Mayawati had earlier expressed her displeasure with Congress over its “attitude” on the bill for promotions in government jobs for SCs and STs but also said the BSP would continue its support to the UPA till its term ends. “We extended support to UPA to see that communal forces do not get strengthened at the central level.... I supported it for three-and-a-half years. Now only one-and-a-quarter year is left.... We will give them further chance,” she had said in an interview. Last week, she turned down the BJP’s invitation to attend a meeting of Opposition leaders to discuss the strategy on the coal scam. “The way Mayawatiji has been supporting us for the last few months, I hope she will continue,” Union Health Minister Ghulam Nabi Azad said recently.

The BJP had been trying to woo behenji, but with little success. Mayawati had sought the saffron party’s support for the promotion quota bill. The BJP had asked her to back the Opposition in its fight against “corruption” in the UPA. “I want to request Mayawati that she should at least once support us in our fight against corruption against so many scams such as the 2G, CWG, there is issue of airport land and Coalgate,”  BJP spokesperson Ravi Shankar Prasad has announced during a visit to Lucknow. But Maya expelled Hamirpur MP Vijay Bahadur Singh for supporting Narendra Modi. She blames the BJP, instead of Congress, for implicating her in the disproportionate assets case.

When BSP last ruled Uttar Pradesh, relations between the BSP and the Congress had dipped to sub zero temperatures. Mayawati as chief minister had stalled all developmental projects in Rae Bareli and Amethi, the constituencies of Sonia Gandhi and Rahul respectively. Frustrated by Mayawati’s gameplan to defame the Gandhi family, Sonia had threatened to go to jail and lead a mass agitation if the UP government did not stop the attack on her. In the 2012 elections also, Congress leaders touring the state branded Mayawati’s government as the “most corrupt”. However, a rapprochement between the two women leaders seem to have happened; Mayawati often enquires about Sonia’s health and has assured her party’s support for the Congress. Mayawati had earlier announced Ram Lakhan Pasi as the BSP’s candidate in Rae Bareli, but soon she not only withdrew his candidature but also sacked him from the BSP for his comments supporting Narendra Modi.
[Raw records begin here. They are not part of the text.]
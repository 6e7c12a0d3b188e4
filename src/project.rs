//! Project roster and selection handling.
//!
//! The roster file is the source of truth for valid project names. A
//! selection expression is either the literal `all` or a comma-separated
//! list of names; naming anything outside the roster is fatal.

use std::fs;
use std::path::Path;

use crate::error::BuildError;

/// Selection literal that expands to the whole roster.
pub const ALL_PROJECTS: &str = "all";

/// Loads the project roster: a JSON array of project-name strings, read
/// once per invocation. Missing or unparseable roster is fatal.
pub fn load_roster(path: &Path) -> Result<Vec<String>, BuildError> {
    let data = fs::read_to_string(path).map_err(|source| BuildError::RosterRead {
        path: path.to_path_buf(),
        source,
    })?;

    serde_json::from_str(&data).map_err(|source| BuildError::RosterParse {
        path: path.to_path_buf(),
        source,
    })
}

/// Validates a selection expression against the roster and returns the
/// ordered list of projects to build.
///
/// `"all"` yields the full roster in roster order. Otherwise the
/// expression is split on commas with whitespace trimmed, and every token
/// must be present in the roster. Duplicates are kept: selecting the same
/// project twice builds it twice.
pub fn resolve_project_set(
    selection: &str,
    roster: &[String],
    roster_source: &str,
) -> Result<Vec<String>, BuildError> {
    if selection == ALL_PROJECTS {
        return Ok(roster.to_vec());
    }

    let mut selected = Vec::new();
    for token in selection.split(',') {
        let name = token.trim();
        if !roster.iter().any(|known| known == name) {
            return Err(BuildError::UnknownProject {
                name: name.to_string(),
                roster: roster_source.to_string(),
            });
        }
        selected.push(name.to_string());
    }

    Ok(selected)
}
//! Build configuration resolution.
//!
//! Every project build starts from the shared default config file, deep
//! merged with an optional per-project override. The merged object selects
//! the mangling strategy and exclusion rules for that project and carries
//! the global style constants through to the preprocessor untouched.

use serde::{Deserialize, Serialize};
use serde_json::{Map, Value};
use std::fs;
use std::path::Path;

use crate::error::BuildError;

// ═══════════════════════════════════════════════════════════════════════════════
// MODE FLAGS
// ═══════════════════════════════════════════════════════════════════════════════

/// External mode signals for one invocation: production vs development and
/// serve vs one-shot build. Development mode disables mangling outright.
#[derive(Debug, Clone, Copy, Default, PartialEq, Eq, Serialize, Deserialize)]
#[serde(rename_all = "camelCase")]
pub struct BuildMode {
    pub development: bool,
    pub serve: bool,
}

impl BuildMode {
    pub fn production() -> Self {
        Self::default()
    }

    pub fn development() -> Self {
        Self {
            development: true,
            serve: false,
        }
    }
}

// ═══════════════════════════════════════════════════════════════════════════════
// BUILD CONFIG
// ═══════════════════════════════════════════════════════════════════════════════

/// Mangling strategy selector as it appears in config files.
///
/// Unrecognized strings deserialize to `Unknown`, which behaves exactly
/// like `None`; the resolver logs a warning when that happens so a typo in
/// a config file is at least visible.
#[derive(Debug, Clone, Copy, Default, PartialEq, Eq, Serialize, Deserialize)]
#[serde(rename_all = "camelCase", from = "String")]
pub enum ManglingStrategyKind {
    #[default]
    None,
    SequentialIndex,
    ContentHash,
    Unknown,
}

impl From<String> for ManglingStrategyKind {
    fn from(raw: String) -> Self {
        match raw.as_str() {
            "none" => Self::None,
            "sequentialIndex" => Self::SequentialIndex,
            "contentHash" => Self::ContentHash,
            _ => Self::Unknown,
        }
    }
}

/// Effective configuration for one project build: the deep merge of the
/// shared default config and the project's override, plus the mode flags
/// injected from the invocation.
#[derive(Debug, Clone, Default, Serialize, Deserialize)]
#[serde(rename_all = "camelCase", default)]
pub struct BuildConfig {
    pub mangling_strategy_kind: ManglingStrategyKind,

    /// Token prepended to every mangled name. Defaults per strategy when
    /// absent.
    pub mangle_prefix: Option<String>,

    /// Class names starting with any of these are exempt from mangling.
    pub mangle_exclude_prefixes: Vec<String>,

    /// Class names ending with any of these are exempt from mangling.
    pub mangle_exclude_suffixes: Vec<String>,

    /// Constants handed to the style preprocessor. Opaque to the core.
    pub global_constants: Map<String, Value>,

    /// Mode flags for this invocation, not read from config files.
    #[serde(skip)]
    pub mode: BuildMode,

    /// Remaining config keys, preserved for the bundler wiring.
    #[serde(flatten)]
    pub rest: Map<String, Value>,
}

impl BuildConfig {
    pub fn is_development(&self) -> bool {
        self.mode.development
    }

    pub fn is_serve(&self) -> bool {
        self.mode.serve
    }
}

// ═══════════════════════════════════════════════════════════════════════════════
// CONFIG RESOLUTION
// ═══════════════════════════════════════════════════════════════════════════════

/// Reads and parses one JSON config file.
pub fn read_json_file(path: &Path) -> Result<Value, BuildError> {
    let data = fs::read_to_string(path).map_err(|source| BuildError::ConfigRead {
        path: path.to_path_buf(),
        source,
    })?;

    serde_json::from_str(&data).map_err(|source| BuildError::ConfigParse {
        path: path.to_path_buf(),
        source,
    })
}

/// Recursive right-biased merge of two JSON values.
///
/// Objects merge key-wise; for any other pair of values (scalars and
/// arrays included) the override replaces the base wholesale. Keys present
/// on only one side are copied through unchanged.
pub fn deep_merge(base: Value, overrides: Value) -> Value {
    match (base, overrides) {
        (Value::Object(mut base_map), Value::Object(override_map)) => {
            for (key, override_value) in override_map {
                let merged = match base_map.remove(&key) {
                    Some(base_value) => deep_merge(base_value, override_value),
                    None => override_value,
                };
                base_map.insert(key, merged);
            }
            Value::Object(base_map)
        }
        (_, overrides) => overrides,
    }
}

/// Resolves the effective [`BuildConfig`] for one project.
///
/// The default config is required: an unreadable or unparseable file is a
/// fatal error. The project override is optional: any failure to read or
/// parse it falls back to an empty object and the build proceeds on the
/// defaults alone.
pub fn resolve_build_config(
    default_path: &Path,
    override_path: &Path,
    mode: BuildMode,
) -> Result<BuildConfig, BuildError> {
    let base = read_json_file(default_path)?;

    let overrides = match read_json_file(override_path) {
        Ok(value @ Value::Object(_)) => value,
        Ok(_) => {
            log::warn!(
                "ignoring override config {}: not a JSON object",
                override_path.display()
            );
            Value::Object(Map::new())
        }
        Err(BuildError::ConfigRead { .. }) => {
            log::debug!(
                "no override config at {}, using defaults",
                override_path.display()
            );
            Value::Object(Map::new())
        }
        Err(err) => {
            log::warn!("ignoring unparseable override config: {}", err);
            Value::Object(Map::new())
        }
    };

    let merged = deep_merge(base.clone(), overrides);

    // A structurally bad override (wrong-typed field) surfaces here; the
    // build still proceeds on the defaults alone. Only a default config
    // that is itself invalid is fatal.
    let mut config: BuildConfig = match serde_json::from_value(merged) {
        Ok(config) => config,
        Err(err) => {
            log::warn!(
                "ignoring override config {}: {}",
                override_path.display(),
                err
            );
            serde_json::from_value(base).map_err(|source| BuildError::ConfigParse {
                path: default_path.to_path_buf(),
                source,
            })?
        }
    };
    config.mode = mode;

    if config.mangling_strategy_kind == ManglingStrategyKind::Unknown {
        log::warn!(
            "unrecognized manglingStrategyKind in {}, mangling disabled",
            default_path.display()
        );
    }

    Ok(config)
}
Meanwhile, the Samajwadi Party chief, Mulayam Singh Yadav has been indulging in double speak, first attacking then surrendering to the Congress on issues like FDI or the Food Security Bill.

The popularity of the Congress has taken a severe beating because of factors like the price rise, corruption and border intrusions by Pakistan and China. Though voters have started praising the earlier Mayawati government for good administration and maintaining law and order, the shadow of corruption still haunts the BSP. The BSP also believes Akhilesh’s charisma is waning and Maya would be able to capitalize on that. The BSP strategy is to stop the Samajwadi Party in its tracks and emerge as third single largest party after the Congress and the BJP.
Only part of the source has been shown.